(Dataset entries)

⁂

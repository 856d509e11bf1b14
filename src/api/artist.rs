use axum::{
    routing::{delete, get, post, put},
    Router,
};
use sqlx::PgPool;

use crate::db::queries::artist::*;

/// Routes that render without a session: the approved roster only.
pub fn public_artist_routes() -> Router<PgPool> {
    Router::new().route("/artists", get(get_public_artists))
}

pub fn artist_routes() -> Router<PgPool> {
    Router::new()
        .route("/artists", post(create_artist))
        .route("/artists/{id}", get(get_artist))
        .route("/artists/{id}", put(update_artist))
        .route("/artists/{id}", delete(delete_artist))
        .route("/artists/{id}/leave", post(leave_artist))
}
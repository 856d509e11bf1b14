use chrono::NaiveDateTime;
use serde::{Deserialize, Serialize};
use sqlx::types::Json;
use sqlx::FromRow;
use utoipa::ToSchema;
use uuid::Uuid;

use super::requests::EntityStatus;

/// Where an artist's display image comes from: a custom upload, or the
/// owner's identity-provider photo.
#[derive(Debug, Serialize, Deserialize, Clone, Copy, PartialEq, Eq, sqlx::Type, ToSchema)]
#[sqlx(type_name = "image_preference", rename_all = "snake_case")]
pub enum ImagePreference {
    Custom,
    Provider,
}

#[derive(Debug, Serialize, Deserialize, Clone, FromRow, ToSchema)]
pub struct Artist {
    pub id: Uuid,
    pub name: String,
    pub location: Option<String>,
    pub bio: Option<String>,
    pub image: Option<String>,
    pub image_preference: ImagePreference,
    pub owner_id: Uuid,
    /// User ids of the act's members. Denormalized; kept consistent only by
    /// the cleanup engine.
    #[schema(value_type = Vec<Uuid>)]
    pub members: Json<Vec<Uuid>>,
    pub status: EntityStatus,
    #[schema(value_type = Vec<Uuid>)]
    pub chapters: Json<Vec<Uuid>>,
    pub created_at: Option<NaiveDateTime>,
}

#[derive(Debug, Deserialize, ToSchema)]
pub struct NewArtist {
    pub name: String,
    pub location: Option<String>,
    pub bio: Option<String>,
    #[serde(default)]
    pub chapters: Vec<Uuid>,
    #[serde(default)]
    pub members: Vec<Uuid>,
}

#[derive(Debug, Deserialize, ToSchema)]
pub struct UpdateArtist {
    pub name: String,
    pub location: Option<String>,
    pub bio: Option<String>,
    pub image: Option<String>,
    #[serde(default)]
    pub chapters: Vec<Uuid>,
    #[serde(default)]
    pub members: Vec<Uuid>,
    /// When true and the caller is an admin, the edit applies directly and
    /// the artist is marked approved in the same batch.
    #[serde(default)]
    pub admin_action: bool,
    /// Pending request settled by this admin edit, if any.
    pub review_request_id: Option<Uuid>,
}
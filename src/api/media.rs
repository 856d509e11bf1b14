use axum::{
    body::Body,
    extract::{Multipart, Path},
    http::{header, StatusCode},
    response::Response,
    routing::{get, post},
    Router,
};
use serde_json::json;
use sqlx::PgPool;
use tracing::info;
use utoipa::OpenApi;

use crate::utils::api_response::ApiResponse;
use crate::utils::storage;

/// Serving uploaded files needs no session; the keys are unguessable.
pub fn public_media_routes() -> Router<PgPool> {
    Router::new().route("/media/{key}", get(serve_media))
}

pub fn media_routes() -> Router<PgPool> {
    Router::new().route("/media", post(upload_media))
}

fn content_type_for(key: &str) -> &'static str {
    match key.rsplit('.').next() {
        Some("png") => "image/png",
        Some("gif") => "image/gif",
        Some("webp") => "image/webp",
        Some("jpg") | Some("jpeg") => "image/jpeg",
        _ => "application/octet-stream",
    }
}

async fn serve_media(Path(key): Path<String>) -> Response {
    match storage::get(&key).await {
        Ok(Some(bytes)) => Response::builder()
            .status(StatusCode::OK)
            .header(header::CONTENT_TYPE, content_type_for(&key))
            .header(header::CACHE_CONTROL, "public, max-age=31536000, immutable")
            .body(Body::from(bytes))
            .unwrap_or_else(|_| Response::new(Body::empty())),
        Ok(None) => Response::builder()
            .status(StatusCode::NOT_FOUND)
            .body(Body::empty())
            .unwrap_or_else(|_| Response::new(Body::empty())),
        Err(e) => {
            tracing::error!(error = %e, "failed to read media file");
            Response::builder()
                .status(StatusCode::INTERNAL_SERVER_ERROR)
                .body(Body::empty())
                .unwrap_or_else(|_| Response::new(Body::empty()))
        }
    }
}

#[utoipa::path(
    post,
    path = "/media",
    request_body(content = Vec<u8>, content_type = "multipart/form-data"),
    responses(
        (status = 201, description = "File stored; returns its URL path", body = String),
        (status = 400, description = "No file field in the upload"),
        (status = 500, description = "Failed to store file")
    ),
    tag = "Media",
    security(("bearerAuth" = []))
)]
pub async fn upload_media(
    mut multipart: Multipart,
) -> Result<ApiResponse<String>, ApiResponse<()>> {
    while let Some(field) = multipart.next_field().await.map_err(|e| {
        ApiResponse::<()>::error(
            StatusCode::BAD_REQUEST,
            "Failed to process multipart data",
            Some(json!({ "message": e.to_string() })),
        )
    })? {
        let Some(filename) = field.file_name().map(|s| s.to_string()) else {
            continue;
        };
        let extension = filename
            .rsplit('.')
            .next()
            .filter(|ext| ext.chars().all(|c| c.is_ascii_alphanumeric()))
            .unwrap_or("bin")
            .to_ascii_lowercase();

        let bytes = field.bytes().await.map_err(|e| {
            ApiResponse::<()>::error(
                StatusCode::BAD_REQUEST,
                "Failed to read upload data",
                Some(json!({ "message": e.to_string() })),
            )
        })?;

        let url = storage::put(&bytes, &extension).await.map_err(|e| {
            ApiResponse::<()>::error(
                StatusCode::INTERNAL_SERVER_ERROR,
                "Failed to store file",
                Some(json!({ "message": e.to_string() })),
            )
        })?;

        info!(url = %url, size = bytes.len(), "media uploaded");
        return Ok(ApiResponse::success(StatusCode::CREATED, "File stored", url));
    }

    Err(ApiResponse::<()>::error(
        StatusCode::BAD_REQUEST,
        "No file field in the upload",
        None,
    ))
}

#[derive(OpenApi)]
#[openapi(
    paths(upload_media),
    tags(
        (name = "Media", description = "Uploaded image storage")
    )
)]
pub struct MediaDoc;
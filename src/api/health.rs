use axum::http::StatusCode;
use axum::{extract::State, routing::get, Json, Router};
use serde_json::json;
use sqlx::PgPool;

pub fn health_routes() -> Router<PgPool> {
    Router::new()
        .route("/health/live", get(liveness_check))
        .route("/health/ready", get(readiness_check))
}

/// Process is up; says nothing about the database.
async fn liveness_check() -> Json<serde_json::Value> {
    Json(json!({ "success": true, "message": "API is live" }))
}

/// Round-trips the database; returns 500 when the pool is unusable.
async fn readiness_check(
    State(pool): State<PgPool>,
) -> Result<Json<serde_json::Value>, (StatusCode, String)> {
    sqlx::query("SELECT 1")
        .fetch_optional(&pool)
        .await
        .map_err(|e| {
            (
                StatusCode::INTERNAL_SERVER_ERROR,
                json!({ "success": false, "error": "Database unavailable", "details": e.to_string() })
                    .to_string(),
            )
        })?;

    Ok(Json(json!({ "success": true, "message": "API is ready" })))
}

⁂

Task to carry out ::
A single number is the whole answer: report how many lines in the data above include the word "edit".

Problem solution ::
2